REQUIRED ACTION >>
State how many lines in the following entries contain the word "RwLock". No other output.
::: STUDY MATERIAL :::
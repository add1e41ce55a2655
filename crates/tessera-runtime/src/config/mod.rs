//! Configuration module for the Tessera runtime.
//!
//! This module provides figment-based configuration loading and validation
//! for logging, dispatch settings, declarative intents and plugins.

pub mod error;
pub mod loader;
pub mod schema;
pub mod validation;

pub use error::{ConfigError, ConfigResult};
pub use loader::{ConfigLoader, Profile, load_config, load_config_from_file};
pub use schema::{
    LogFormat, LogLevel, LogOutput, LoggingConfig, PluginsConfig, ServerConfig, SpanEventConfig,
    TesseraConfig,
};
pub use validation::validate_config;
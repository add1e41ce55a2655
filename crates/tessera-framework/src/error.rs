//! Error types for the Tessera framework.

use tessera_core::ErrorKind;
use thiserror::Error;

use crate::manager::PluginState;

/// Errors raised while registering middleware.
#[derive(Debug, Clone, Error)]
pub enum PipelineError {
    #[error("middleware '{0}' is already registered")]
    DuplicateMiddleware(String),
}

/// A `required` hook handler failed.
#[derive(Debug, Clone, Error)]
#[error("required handler for hook '{hook}' registered by '{owner}' failed: {message}")]
pub struct HookError {
    pub hook: String,
    pub owner: String,
    pub message: String,
}

/// Errors raised by the [`PluginManager`](crate::manager::PluginManager).
#[derive(Debug, Clone, Error)]
pub enum PluginError {
    #[error("plugin '{plugin}' requires '{dependency}', which is not running")]
    MissingDependency { plugin: String, dependency: String },

    #[error("plugin dependency cycle detected among: {}", .plugins.join(", "))]
    CyclicDependency { plugins: Vec<String> },

    #[error("plugin '{plugin}' is required by: {}", .dependents.join(", "))]
    DependentExists {
        plugin: String,
        dependents: Vec<String>,
    },

    #[error("plugin '{0}' not found")]
    NotFound(String),

    #[error("plugin '{0}' is already installed")]
    AlreadyInstalled(String),

    #[error("plugin '{plugin}' targets plugin API {version:#010x}, host provides {host:#010x}")]
    IncompatibleApi {
        plugin: String,
        version: u32,
        host: u32,
    },

    /// A lifecycle callback failed; the plugin was moved to `Failed` and
    /// rolled back.
    #[error("plugin '{plugin}' failed during {stage}: {message}")]
    Lifecycle {
        plugin: String,
        stage: &'static str,
        message: String,
    },

    #[error("plugin '{plugin}' cannot move from {from:?} to {to:?}")]
    InvalidTransition {
        plugin: String,
        from: PluginState,
        to: PluginState,
    },

    #[error("plugin '{plugin}' is still {state:?}")]
    StillActive { plugin: String, state: PluginState },

    #[error(transparent)]
    Hook(#[from] HookError),

    /// A batch install stopped at `plugin`; everything installed before it
    /// in the batch was rolled back.
    #[error("batch install aborted at '{plugin}': {source}")]
    BatchFailed {
        plugin: String,
        #[source]
        source: Box<PluginError>,
        rolled_back: Vec<String>,
    },
}

impl PluginError {
    /// Returns the taxonomy kind for this error.
    pub fn kind(&self) -> ErrorKind {
        match self {
            Self::MissingDependency { .. } => ErrorKind::MissingDependencyError,
            Self::CyclicDependency { .. } => ErrorKind::CyclicDependencyError,
            Self::DependentExists { .. } => ErrorKind::DependentExistsError,
            Self::NotFound(_) => ErrorKind::NotFoundError,
            Self::BatchFailed { source, .. } => source.kind(),
            Self::AlreadyInstalled(_)
            | Self::IncompatibleApi { .. }
            | Self::Lifecycle { .. }
            | Self::InvalidTransition { .. }
            | Self::StillActive { .. }
            | Self::Hook(_) => ErrorKind::InternalError,
        }
    }
}

/// Result type for plugin operations.
pub type PluginResult<T> = Result<T, PluginError>;
//! Intent definitions and the intent registry.
//!
//! An intent is a named, schema-validated request type mapped to a handler
//! and a UI component.  Definitions are immutable once registered; the
//! registry hands out `Arc<IntentDefinition>` snapshots so in-flight requests
//! keep a consistent view even if the definition is unregistered meanwhile.
//!
//! Resolution is exact-name lookup.  An optional [`IntentMatcher`] may be
//! consulted by the dispatcher first; see [`AliasMatcher`] for the bundled
//! implementation.

use std::collections::HashMap;
use std::sync::Arc;

use async_trait::async_trait;
use parking_lot::RwLock;
use serde::{Deserialize, Serialize};
use serde_json::Value;
use tracing::{debug, info};

use crate::error::{RegistryError, RegistryResult};
use crate::schema::Schema;

fn default_version() -> String {
    "1.0.0".to_string()
}

/// A registered intent.
///
/// Deserialises from the declarative form used in configuration files:
///
/// ```json
/// {
///   "name": "get_weather",
///   "description": "Current conditions for a location",
///   "parameters": { "type": "object", "required": ["location"],
///                   "properties": { "location": { "type": "string" } } },
///   "component": "weather-card",
///   "version": "1.0.0"
/// }
/// ```
#[derive(Debug, Clone, PartialEq, Serialize, Deserialize)]
#[serde(rename_all = "camelCase")]
pub struct IntentDefinition {
    /// Unique key.
    pub name: String,

    #[serde(default)]
    pub description: String,

    #[serde(default = "default_version")]
    pub version: String,

    /// Schema of the parameter bag.
    #[serde(default = "Schema::object")]
    pub parameters: Schema,

    /// Component descriptor name the result is rendered with.
    #[serde(default)]
    pub component: String,

    /// Handler reference resolved at call time.  Defaults to [`name`](Self::name).
    #[serde(default, skip_serializing_if = "Option::is_none")]
    pub handler: Option<String>,

    #[serde(default)]
    pub crawlable: bool,

    #[serde(default)]
    pub deprecated: bool,
}

impl IntentDefinition {
    /// Creates a definition with an empty object schema.
    pub fn new(name: impl Into<String>, component: impl Into<String>) -> Self {
        Self {
            name: name.into(),
            description: String::new(),
            version: default_version(),
            parameters: Schema::object(),
            component: component.into(),
            handler: None,
            crawlable: false,
            deprecated: false,
        }
    }

    pub fn with_parameters(mut self, schema: Schema) -> Self {
        self.parameters = schema;
        self
    }

    pub fn with_description(mut self, description: impl Into<String>) -> Self {
        self.description = description.into();
        self
    }

    pub fn with_version(mut self, version: impl Into<String>) -> Self {
        self.version = version.into();
        self
    }

    pub fn with_handler(mut self, handler: impl Into<String>) -> Self {
        self.handler = Some(handler.into());
        self
    }

    pub fn crawlable(mut self, crawlable: bool) -> Self {
        self.crawlable = crawlable;
        self
    }

    pub fn deprecated(mut self, deprecated: bool) -> Self {
        self.deprecated = deprecated;
        self
    }

    /// The handler reference used to look up the bound handler.
    pub fn handler_ref(&self) -> &str {
        self.handler.as_deref().unwrap_or(&self.name)
    }
}

// =============================================================================
// IntentRegistry
// =============================================================================

/// Process-wide directory of intent definitions.
#[derive(Debug, Default)]
pub struct IntentRegistry {
    intents: RwLock<HashMap<String, Arc<IntentDefinition>>>,
}

impl IntentRegistry {
    pub fn new() -> Self {
        Self::default()
    }

    /// Registers a definition.
    ///
    /// Fails with [`RegistryError::DuplicateIntent`] if the name is taken (the
    /// existing definition is untouched) and with
    /// [`RegistryError::InvalidSchema`] if the parameter schema is malformed.
    pub fn register(&self, definition: IntentDefinition) -> RegistryResult<Arc<IntentDefinition>> {
        definition
            .parameters
            .check()
            .map_err(|source| RegistryError::InvalidSchema {
                intent: definition.name.clone(),
                source,
            })?;

        let mut intents = self.intents.write();
        if intents.contains_key(&definition.name) {
            return Err(RegistryError::DuplicateIntent(definition.name));
        }
        let name = definition.name.clone();
        let definition = Arc::new(definition);
        intents.insert(name.clone(), Arc::clone(&definition));
        info!(intent = %name, version = %definition.version, "Intent registered");
        Ok(definition)
    }

    /// Resolves an intent by exact name.
    pub fn resolve(&self, name: &str) -> RegistryResult<Arc<IntentDefinition>> {
        self.intents
            .read()
            .get(name)
            .cloned()
            .ok_or_else(|| RegistryError::IntentNotFound(name.to_string()))
    }

    /// Removes a definition, returning it if it was present.
    ///
    /// Requests that already resolved the intent keep their snapshot.
    pub fn unregister(&self, name: &str) -> Option<Arc<IntentDefinition>> {
        let removed = self.intents.write().remove(name);
        if removed.is_some() {
            debug!(intent = %name, "Intent unregistered");
        }
        removed
    }

    pub fn contains(&self, name: &str) -> bool {
        self.intents.read().contains_key(name)
    }

    pub fn len(&self) -> usize {
        self.intents.read().len()
    }

    pub fn is_empty(&self) -> bool {
        self.intents.read().is_empty()
    }

    /// Registered names, sorted.
    pub fn names(&self) -> Vec<String> {
        let mut names: Vec<String> = self.intents.read().keys().cloned().collect();
        names.sort();
        names
    }

    /// Snapshot of every definition, sorted by name.
    pub fn list(&self) -> Vec<Arc<IntentDefinition>> {
        let mut all: Vec<_> = self.intents.read().values().cloned().collect();
        all.sort_by(|a, b| a.name.cmp(&b.name));
        all
    }

    /// Definitions that are crawlable and not deprecated, sorted by name.
    pub fn crawlable(&self) -> Vec<Arc<IntentDefinition>> {
        self.list()
            .into_iter()
            .filter(|d| d.crawlable && !d.deprecated)
            .collect()
    }
}

// =============================================================================
// IntentMatcher
// =============================================================================

/// A candidate produced by an [`IntentMatcher`].
#[derive(Debug, Clone, PartialEq)]
pub struct IntentMatch {
    /// Name of a registered intent.
    pub name: String,
    /// Confidence in `[0, 1]`.
    pub confidence: f64,
}

/// Optional strategy consulted before exact lookup.
///
/// The dispatcher accepts a match only when its confidence reaches the
/// configured threshold and the named intent is registered; otherwise it
/// falls back to exact-name resolution of the requested name.
#[async_trait]
pub trait IntentMatcher: Send + Sync {
    async fn match_intent(
        &self,
        requested: &str,
        parameters: &Value,
        candidates: &[Arc<IntentDefinition>],
    ) -> Option<IntentMatch>;
}

/// Maps alternate names onto canonical intents with full confidence.
#[derive(Debug, Clone, Default)]
pub struct AliasMatcher {
    aliases: HashMap<String, String>,
}

impl AliasMatcher {
    pub fn new() -> Self {
        Self::default()
    }

    /// Adds an alias (builder pattern).  Aliases are case-insensitive.
    pub fn alias(mut self, alias: impl AsRef<str>, intent: impl Into<String>) -> Self {
        self.aliases
            .insert(alias.as_ref().to_lowercase(), intent.into());
        self
    }
}

#[async_trait]
impl IntentMatcher for AliasMatcher {
    async fn match_intent(
        &self,
        requested: &str,
        _parameters: &Value,
        candidates: &[Arc<IntentDefinition>],
    ) -> Option<IntentMatch> {
        let target = self.aliases.get(&requested.to_lowercase())?;
        candidates
            .iter()
            .find(|d| &d.name == target)
            .map(|d| IntentMatch {
                name: d.name.clone(),
                confidence: 1.0,
            })
    }
}

#[cfg(test)]
mod tests {
    use super::*;
    use crate::error::ErrorKind;
    use serde_json::json;

    fn weather() -> IntentDefinition {
        IntentDefinition::new("get_weather", "weather-card")
            .with_parameters(Schema::object().required_property("location", Schema::string()))
    }

    #[test]
    fn test_duplicate_registration_keeps_first() {
        let registry = IntentRegistry::new();
        registry.register(weather().with_version("1.0.0")).unwrap();

        let err = registry
            .register(weather().with_version("2.0.0"))
            .unwrap_err();
        assert_eq!(err.kind(), ErrorKind::DuplicateIntentError);

        let resolved = registry.resolve("get_weather").unwrap();
        assert_eq!(resolved.version, "1.0.0");
    }

    #[test]
    fn test_resolve_unknown_and_unregister() {
        let registry = IntentRegistry::new();
        assert!(matches!(
            registry.resolve("nope"),
            Err(RegistryError::IntentNotFound(name)) if name == "nope"
        ));

        registry.register(weather()).unwrap();
        let held = registry.resolve("get_weather").unwrap();
        assert!(registry.unregister("get_weather").is_some());
        assert!(registry.unregister("get_weather").is_none());
        assert!(registry.resolve("get_weather").is_err());
        assert_eq!(held.component, "weather-card");
    }

    #[test]
    fn test_invalid_schema_is_rejected() {
        let registry = IntentRegistry::new();
        let bad = IntentDefinition::new("bad", "x")
            .with_parameters(Schema::object().property("p", Schema::string().pattern("[")));
        assert!(matches!(
            registry.register(bad),
            Err(RegistryError::InvalidSchema { .. })
        ));
        assert!(registry.is_empty());
    }

    #[test]
    fn test_declarative_form_and_crawlable() {
        let def: IntentDefinition = serde_json::from_value(json!({
            "name": "search_products",
            "description": "Product search",
            "parameters": { "type": "object", "properties": { "q": { "type": "string" } } },
            "component": "product-grid",
            "version": "2.1.0",
            "crawlable": true
        }))
        .unwrap();
        assert_eq!(def.handler_ref(), "search_products");

        let registry = IntentRegistry::new();
        registry.register(def).unwrap();
        registry.register(weather().deprecated(true).crawlable(true)).unwrap();
        registry
            .register(IntentDefinition::new("admin_panel", "admin"))
            .unwrap();

        let crawlable: Vec<String> = registry
            .crawlable()
            .iter()
            .map(|d| d.name.clone())
            .collect();
        assert_eq!(crawlable, vec!["search_products"]);
        assert_eq!(
            registry.names(),
            vec!["admin_panel", "get_weather", "search_products"]
        );
    }

    #[test]
    fn test_alias_matcher() {
        let registry = IntentRegistry::new();
        registry.register(weather()).unwrap();
        let matcher = AliasMatcher::new().alias("Forecast", "get_weather");
        let candidates = registry.list();

        let hit = tokio_test::block_on(matcher.match_intent("forecast", &json!({}), &candidates))
            .unwrap();
        assert_eq!(hit.name, "get_weather");
        assert_eq!(hit.confidence, 1.0);

        let miss = tokio_test::block_on(matcher.match_intent("unknown", &json!({}), &candidates));
        assert!(miss.is_none());
    }
}
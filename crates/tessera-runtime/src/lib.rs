//! Tessera Runtime - boot and shutdown orchestration for the Tessera intent server.
//!
//! This crate provides:
//! - Layered configuration (`TesseraConfig`, `ConfigLoader`) with validation
//! - Logging initialisation from configuration (`logging`)
//! - The `TesseraRuntime` that registers configured intents, installs
//!   enabled plugins and serves dispatch requests until shutdown
//!
//! ```ignore
//! use tessera_runtime::TesseraRuntime;
//!
//! #[tokio::main]
//! async fn main() -> Result<(), Box<dyn std::error::Error>> {
//!     let runtime = TesseraRuntime::new();
//!     runtime.register_plugin(WEATHER)?;
//!     runtime.bind_handler("get_weather", get_weather);
//!     runtime.run().await?;
//!     Ok(())
//! }
//! ```

pub mod config;
pub mod error;
pub mod logging;
pub mod runtime;

// Re-exports
pub use config::{
    ConfigError, ConfigLoader, ConfigResult, LoggingConfig, PluginsConfig, ServerConfig,
    TesseraConfig, load_config, load_config_from_file, validate_config,
};
pub use error::{RuntimeError, RuntimeResult};
pub use logging::{LoggingBuilder, SpanEvents};
pub use runtime::{RuntimeBuilder, TesseraRuntime};

// Re-export tracing for use by plugins and hosts
pub use tracing;
pub use tracing_subscriber;

/// Logging macros for hosts and plugins.
pub mod prelude {
    pub use tracing::{Level, debug, error, info, instrument, span, trace, warn};
}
:::
RESULT OF THIS EXERCISE >>
2